WHAT YOU HAVE TO DO:
Lines of the listing below that contain the string "reason" are to be returned.

RAW DATA:
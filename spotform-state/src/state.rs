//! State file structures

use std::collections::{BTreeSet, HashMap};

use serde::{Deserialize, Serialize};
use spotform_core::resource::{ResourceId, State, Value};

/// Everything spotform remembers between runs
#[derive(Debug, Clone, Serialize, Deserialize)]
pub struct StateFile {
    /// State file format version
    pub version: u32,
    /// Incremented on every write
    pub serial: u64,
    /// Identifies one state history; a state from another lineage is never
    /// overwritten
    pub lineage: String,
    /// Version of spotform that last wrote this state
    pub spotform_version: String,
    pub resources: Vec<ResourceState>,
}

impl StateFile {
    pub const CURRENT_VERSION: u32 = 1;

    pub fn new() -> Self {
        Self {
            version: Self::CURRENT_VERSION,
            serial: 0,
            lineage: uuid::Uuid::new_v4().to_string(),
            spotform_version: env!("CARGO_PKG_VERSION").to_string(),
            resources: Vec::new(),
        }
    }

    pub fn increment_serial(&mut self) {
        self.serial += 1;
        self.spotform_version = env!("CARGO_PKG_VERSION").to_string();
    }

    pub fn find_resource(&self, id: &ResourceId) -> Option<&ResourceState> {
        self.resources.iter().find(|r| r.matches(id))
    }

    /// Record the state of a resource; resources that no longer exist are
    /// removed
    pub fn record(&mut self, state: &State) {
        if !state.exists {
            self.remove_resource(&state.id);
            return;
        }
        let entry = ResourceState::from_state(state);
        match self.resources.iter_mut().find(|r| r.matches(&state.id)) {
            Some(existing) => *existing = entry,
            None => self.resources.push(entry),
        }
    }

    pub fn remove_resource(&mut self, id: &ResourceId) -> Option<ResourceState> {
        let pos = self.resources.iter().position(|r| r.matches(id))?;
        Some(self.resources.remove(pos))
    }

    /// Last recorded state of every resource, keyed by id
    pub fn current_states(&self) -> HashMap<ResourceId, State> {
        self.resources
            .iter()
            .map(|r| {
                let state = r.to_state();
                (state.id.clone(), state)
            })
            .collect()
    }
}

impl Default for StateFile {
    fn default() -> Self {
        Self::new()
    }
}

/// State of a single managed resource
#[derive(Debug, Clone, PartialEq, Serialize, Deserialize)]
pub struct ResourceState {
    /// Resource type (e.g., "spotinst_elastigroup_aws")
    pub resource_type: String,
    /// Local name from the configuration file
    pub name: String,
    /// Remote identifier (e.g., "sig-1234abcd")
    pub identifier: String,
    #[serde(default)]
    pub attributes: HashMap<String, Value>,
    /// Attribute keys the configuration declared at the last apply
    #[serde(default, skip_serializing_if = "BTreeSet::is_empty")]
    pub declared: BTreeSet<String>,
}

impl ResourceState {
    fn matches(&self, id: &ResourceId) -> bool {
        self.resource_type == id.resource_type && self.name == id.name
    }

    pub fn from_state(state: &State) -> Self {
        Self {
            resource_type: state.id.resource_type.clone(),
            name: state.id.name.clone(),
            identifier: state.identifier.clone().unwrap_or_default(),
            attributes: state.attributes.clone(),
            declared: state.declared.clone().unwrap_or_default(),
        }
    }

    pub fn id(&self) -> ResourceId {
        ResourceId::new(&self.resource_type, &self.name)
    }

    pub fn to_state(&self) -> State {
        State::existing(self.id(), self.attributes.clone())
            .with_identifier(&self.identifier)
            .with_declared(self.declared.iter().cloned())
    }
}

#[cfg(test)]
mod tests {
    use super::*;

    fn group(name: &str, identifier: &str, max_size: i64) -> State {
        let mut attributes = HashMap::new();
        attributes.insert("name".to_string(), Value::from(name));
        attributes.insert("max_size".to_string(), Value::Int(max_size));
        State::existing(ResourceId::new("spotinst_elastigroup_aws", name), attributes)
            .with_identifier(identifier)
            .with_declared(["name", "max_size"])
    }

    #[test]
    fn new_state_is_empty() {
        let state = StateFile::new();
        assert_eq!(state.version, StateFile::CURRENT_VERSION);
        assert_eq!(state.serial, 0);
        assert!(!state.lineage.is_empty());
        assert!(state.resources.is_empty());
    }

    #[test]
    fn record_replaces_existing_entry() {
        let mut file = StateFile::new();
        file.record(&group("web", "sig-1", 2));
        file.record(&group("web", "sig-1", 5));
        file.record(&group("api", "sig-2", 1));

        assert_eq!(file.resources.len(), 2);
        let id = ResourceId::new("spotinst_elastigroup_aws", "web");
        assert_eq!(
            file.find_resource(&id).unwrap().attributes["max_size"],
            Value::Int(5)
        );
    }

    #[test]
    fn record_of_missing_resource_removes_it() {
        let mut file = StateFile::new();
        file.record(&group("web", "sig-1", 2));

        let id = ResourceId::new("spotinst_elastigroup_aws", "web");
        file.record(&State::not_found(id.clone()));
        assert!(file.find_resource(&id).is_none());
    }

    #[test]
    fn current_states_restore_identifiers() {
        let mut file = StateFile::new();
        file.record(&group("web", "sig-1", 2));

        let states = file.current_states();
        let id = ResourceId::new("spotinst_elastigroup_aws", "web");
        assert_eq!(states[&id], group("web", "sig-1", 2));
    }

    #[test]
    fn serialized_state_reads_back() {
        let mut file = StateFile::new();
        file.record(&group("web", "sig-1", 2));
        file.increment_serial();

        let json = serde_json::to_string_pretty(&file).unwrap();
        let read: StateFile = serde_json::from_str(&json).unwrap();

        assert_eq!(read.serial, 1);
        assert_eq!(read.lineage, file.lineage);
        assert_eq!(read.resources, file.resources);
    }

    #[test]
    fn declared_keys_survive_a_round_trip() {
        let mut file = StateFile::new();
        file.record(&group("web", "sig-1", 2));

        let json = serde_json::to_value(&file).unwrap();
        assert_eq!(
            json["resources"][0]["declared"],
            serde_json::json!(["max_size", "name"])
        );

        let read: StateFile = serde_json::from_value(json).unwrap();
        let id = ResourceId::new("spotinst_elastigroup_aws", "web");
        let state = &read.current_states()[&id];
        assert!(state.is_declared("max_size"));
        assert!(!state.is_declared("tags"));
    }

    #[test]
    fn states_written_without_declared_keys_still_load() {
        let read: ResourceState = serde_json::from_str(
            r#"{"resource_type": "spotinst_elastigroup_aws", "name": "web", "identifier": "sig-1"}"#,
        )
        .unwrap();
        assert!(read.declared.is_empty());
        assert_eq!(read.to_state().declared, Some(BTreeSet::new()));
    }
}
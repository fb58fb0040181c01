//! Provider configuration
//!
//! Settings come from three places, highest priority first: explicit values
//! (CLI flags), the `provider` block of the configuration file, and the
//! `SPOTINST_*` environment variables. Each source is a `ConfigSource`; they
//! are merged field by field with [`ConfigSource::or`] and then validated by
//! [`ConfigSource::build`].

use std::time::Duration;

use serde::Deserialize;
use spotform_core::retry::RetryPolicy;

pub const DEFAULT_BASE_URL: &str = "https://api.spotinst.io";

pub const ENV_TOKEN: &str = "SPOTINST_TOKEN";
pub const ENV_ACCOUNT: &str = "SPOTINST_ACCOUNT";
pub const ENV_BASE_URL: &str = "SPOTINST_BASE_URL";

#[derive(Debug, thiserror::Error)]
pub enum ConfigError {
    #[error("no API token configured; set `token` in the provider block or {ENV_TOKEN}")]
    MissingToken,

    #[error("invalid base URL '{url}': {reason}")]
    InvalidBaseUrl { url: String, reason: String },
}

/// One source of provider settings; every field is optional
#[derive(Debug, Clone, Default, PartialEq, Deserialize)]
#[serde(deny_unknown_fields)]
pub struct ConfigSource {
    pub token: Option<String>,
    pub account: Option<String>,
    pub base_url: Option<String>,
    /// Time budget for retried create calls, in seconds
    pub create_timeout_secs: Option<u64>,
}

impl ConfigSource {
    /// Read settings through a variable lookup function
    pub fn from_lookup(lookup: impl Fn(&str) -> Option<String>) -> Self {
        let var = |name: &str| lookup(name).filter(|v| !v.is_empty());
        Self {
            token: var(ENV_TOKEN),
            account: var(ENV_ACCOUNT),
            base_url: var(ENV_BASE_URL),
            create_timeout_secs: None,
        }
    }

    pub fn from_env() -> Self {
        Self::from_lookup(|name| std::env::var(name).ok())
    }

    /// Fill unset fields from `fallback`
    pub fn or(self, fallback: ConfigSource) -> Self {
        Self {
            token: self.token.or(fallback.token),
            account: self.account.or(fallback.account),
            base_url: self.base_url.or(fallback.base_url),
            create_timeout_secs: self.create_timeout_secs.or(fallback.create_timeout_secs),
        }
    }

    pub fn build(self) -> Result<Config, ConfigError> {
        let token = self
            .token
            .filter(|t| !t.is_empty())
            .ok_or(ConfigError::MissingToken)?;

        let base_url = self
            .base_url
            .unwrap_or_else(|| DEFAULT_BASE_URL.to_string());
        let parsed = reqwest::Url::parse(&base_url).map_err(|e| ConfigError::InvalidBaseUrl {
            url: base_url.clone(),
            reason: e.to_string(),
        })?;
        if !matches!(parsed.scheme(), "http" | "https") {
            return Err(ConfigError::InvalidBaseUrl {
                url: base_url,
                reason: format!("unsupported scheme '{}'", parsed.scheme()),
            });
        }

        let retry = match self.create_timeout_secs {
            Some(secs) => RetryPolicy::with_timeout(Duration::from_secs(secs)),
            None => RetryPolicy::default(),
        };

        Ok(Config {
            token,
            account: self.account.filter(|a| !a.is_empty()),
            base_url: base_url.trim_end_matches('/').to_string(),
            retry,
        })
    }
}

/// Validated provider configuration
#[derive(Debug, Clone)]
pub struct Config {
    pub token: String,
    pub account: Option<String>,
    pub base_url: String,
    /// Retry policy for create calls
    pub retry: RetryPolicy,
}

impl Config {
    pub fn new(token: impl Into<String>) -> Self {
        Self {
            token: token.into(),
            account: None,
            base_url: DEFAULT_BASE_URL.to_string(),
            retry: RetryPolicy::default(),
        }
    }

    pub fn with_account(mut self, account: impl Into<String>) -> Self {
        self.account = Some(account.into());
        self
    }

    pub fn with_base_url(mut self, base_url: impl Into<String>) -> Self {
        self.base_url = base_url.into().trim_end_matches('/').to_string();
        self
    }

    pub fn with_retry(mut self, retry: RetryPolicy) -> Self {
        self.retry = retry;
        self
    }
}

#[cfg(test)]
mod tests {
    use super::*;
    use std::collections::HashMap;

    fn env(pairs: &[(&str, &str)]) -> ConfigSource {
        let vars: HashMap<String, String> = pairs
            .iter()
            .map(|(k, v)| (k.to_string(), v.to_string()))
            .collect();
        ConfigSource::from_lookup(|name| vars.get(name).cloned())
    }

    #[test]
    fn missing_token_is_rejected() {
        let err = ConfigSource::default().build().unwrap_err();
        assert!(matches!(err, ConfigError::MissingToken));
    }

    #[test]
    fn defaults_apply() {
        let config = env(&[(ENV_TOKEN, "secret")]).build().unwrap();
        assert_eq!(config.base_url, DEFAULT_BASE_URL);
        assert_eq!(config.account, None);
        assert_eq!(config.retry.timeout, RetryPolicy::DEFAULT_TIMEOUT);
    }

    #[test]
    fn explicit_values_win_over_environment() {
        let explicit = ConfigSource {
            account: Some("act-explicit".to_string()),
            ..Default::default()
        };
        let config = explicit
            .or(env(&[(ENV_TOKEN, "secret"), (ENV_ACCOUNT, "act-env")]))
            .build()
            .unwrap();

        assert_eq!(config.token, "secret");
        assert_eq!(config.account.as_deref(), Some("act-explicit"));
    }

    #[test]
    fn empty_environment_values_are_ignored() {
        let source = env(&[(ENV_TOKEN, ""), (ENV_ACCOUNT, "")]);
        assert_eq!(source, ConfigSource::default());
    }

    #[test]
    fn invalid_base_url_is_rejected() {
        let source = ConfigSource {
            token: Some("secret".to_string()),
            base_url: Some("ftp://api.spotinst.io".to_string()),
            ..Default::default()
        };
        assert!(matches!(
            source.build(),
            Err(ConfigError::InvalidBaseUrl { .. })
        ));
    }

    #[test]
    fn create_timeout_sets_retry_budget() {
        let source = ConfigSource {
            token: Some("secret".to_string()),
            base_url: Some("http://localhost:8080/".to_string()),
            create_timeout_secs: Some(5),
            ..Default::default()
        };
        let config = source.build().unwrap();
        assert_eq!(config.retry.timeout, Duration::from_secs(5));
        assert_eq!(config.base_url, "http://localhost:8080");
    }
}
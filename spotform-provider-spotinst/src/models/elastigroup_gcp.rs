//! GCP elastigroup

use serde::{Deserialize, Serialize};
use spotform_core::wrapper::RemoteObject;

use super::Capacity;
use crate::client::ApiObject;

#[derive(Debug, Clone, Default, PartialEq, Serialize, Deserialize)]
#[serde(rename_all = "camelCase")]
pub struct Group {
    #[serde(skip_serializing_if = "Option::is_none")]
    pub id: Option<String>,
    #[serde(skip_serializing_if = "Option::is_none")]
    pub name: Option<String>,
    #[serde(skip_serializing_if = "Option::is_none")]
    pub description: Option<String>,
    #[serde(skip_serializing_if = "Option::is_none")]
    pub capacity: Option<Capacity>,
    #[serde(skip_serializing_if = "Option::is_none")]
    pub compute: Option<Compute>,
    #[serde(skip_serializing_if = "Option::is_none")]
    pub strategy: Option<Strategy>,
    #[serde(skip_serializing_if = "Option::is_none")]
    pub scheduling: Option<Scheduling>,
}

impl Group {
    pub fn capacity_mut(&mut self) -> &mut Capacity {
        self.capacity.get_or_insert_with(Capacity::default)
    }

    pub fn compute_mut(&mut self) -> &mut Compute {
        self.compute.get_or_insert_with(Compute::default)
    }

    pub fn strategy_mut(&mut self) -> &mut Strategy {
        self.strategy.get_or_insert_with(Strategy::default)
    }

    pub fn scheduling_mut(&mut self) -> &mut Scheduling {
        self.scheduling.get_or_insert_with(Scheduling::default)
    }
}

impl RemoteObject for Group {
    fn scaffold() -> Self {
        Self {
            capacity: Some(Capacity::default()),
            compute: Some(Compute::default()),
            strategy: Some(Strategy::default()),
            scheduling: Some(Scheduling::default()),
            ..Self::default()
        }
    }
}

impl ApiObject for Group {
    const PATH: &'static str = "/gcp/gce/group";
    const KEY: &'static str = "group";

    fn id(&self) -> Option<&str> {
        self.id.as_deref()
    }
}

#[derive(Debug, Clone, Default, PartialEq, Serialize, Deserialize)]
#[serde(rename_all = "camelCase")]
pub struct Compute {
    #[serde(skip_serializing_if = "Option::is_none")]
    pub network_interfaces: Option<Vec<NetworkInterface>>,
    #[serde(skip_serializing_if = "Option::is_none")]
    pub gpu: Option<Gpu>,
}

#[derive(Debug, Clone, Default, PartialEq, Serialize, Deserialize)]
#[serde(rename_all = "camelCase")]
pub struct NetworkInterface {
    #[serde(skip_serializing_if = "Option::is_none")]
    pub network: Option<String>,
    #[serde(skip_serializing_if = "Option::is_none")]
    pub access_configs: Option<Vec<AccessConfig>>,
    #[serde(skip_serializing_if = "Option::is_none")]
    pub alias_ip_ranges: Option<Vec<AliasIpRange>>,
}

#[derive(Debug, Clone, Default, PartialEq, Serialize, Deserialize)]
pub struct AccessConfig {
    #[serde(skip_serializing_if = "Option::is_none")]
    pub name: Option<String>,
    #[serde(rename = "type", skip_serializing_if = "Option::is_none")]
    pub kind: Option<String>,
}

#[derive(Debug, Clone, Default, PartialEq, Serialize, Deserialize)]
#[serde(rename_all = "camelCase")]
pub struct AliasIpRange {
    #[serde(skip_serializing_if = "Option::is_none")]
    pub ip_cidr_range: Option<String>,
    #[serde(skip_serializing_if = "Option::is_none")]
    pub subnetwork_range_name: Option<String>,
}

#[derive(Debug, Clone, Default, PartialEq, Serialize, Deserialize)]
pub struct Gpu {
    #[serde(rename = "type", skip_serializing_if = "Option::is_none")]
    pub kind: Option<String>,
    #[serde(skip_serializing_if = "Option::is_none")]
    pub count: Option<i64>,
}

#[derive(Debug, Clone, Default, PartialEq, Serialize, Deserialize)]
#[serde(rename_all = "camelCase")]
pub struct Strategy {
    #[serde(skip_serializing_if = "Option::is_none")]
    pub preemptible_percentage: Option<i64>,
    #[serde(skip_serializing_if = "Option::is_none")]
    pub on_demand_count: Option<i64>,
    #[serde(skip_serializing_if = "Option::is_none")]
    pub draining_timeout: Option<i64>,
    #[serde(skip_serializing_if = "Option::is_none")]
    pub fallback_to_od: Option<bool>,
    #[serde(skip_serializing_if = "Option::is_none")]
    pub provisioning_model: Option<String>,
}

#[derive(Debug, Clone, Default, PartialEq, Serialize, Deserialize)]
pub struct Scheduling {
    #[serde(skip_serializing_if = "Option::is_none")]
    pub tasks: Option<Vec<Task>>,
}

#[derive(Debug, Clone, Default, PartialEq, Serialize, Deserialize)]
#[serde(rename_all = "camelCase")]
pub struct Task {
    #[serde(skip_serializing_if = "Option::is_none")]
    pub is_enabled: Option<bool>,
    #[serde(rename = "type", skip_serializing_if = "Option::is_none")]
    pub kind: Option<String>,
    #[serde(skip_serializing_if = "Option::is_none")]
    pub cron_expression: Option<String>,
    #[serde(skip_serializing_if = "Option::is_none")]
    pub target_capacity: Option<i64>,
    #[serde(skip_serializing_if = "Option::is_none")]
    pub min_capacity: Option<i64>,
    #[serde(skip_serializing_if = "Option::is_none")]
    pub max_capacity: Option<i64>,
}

ANSWER SECTION:
    #[error("invalid base URL '{url}': {reason}")]
    InvalidBaseUrl { url: String, reason: String },
            reason: e.to_string(),
                reason: format!("unsupported scheme '{}'", parsed.scheme()),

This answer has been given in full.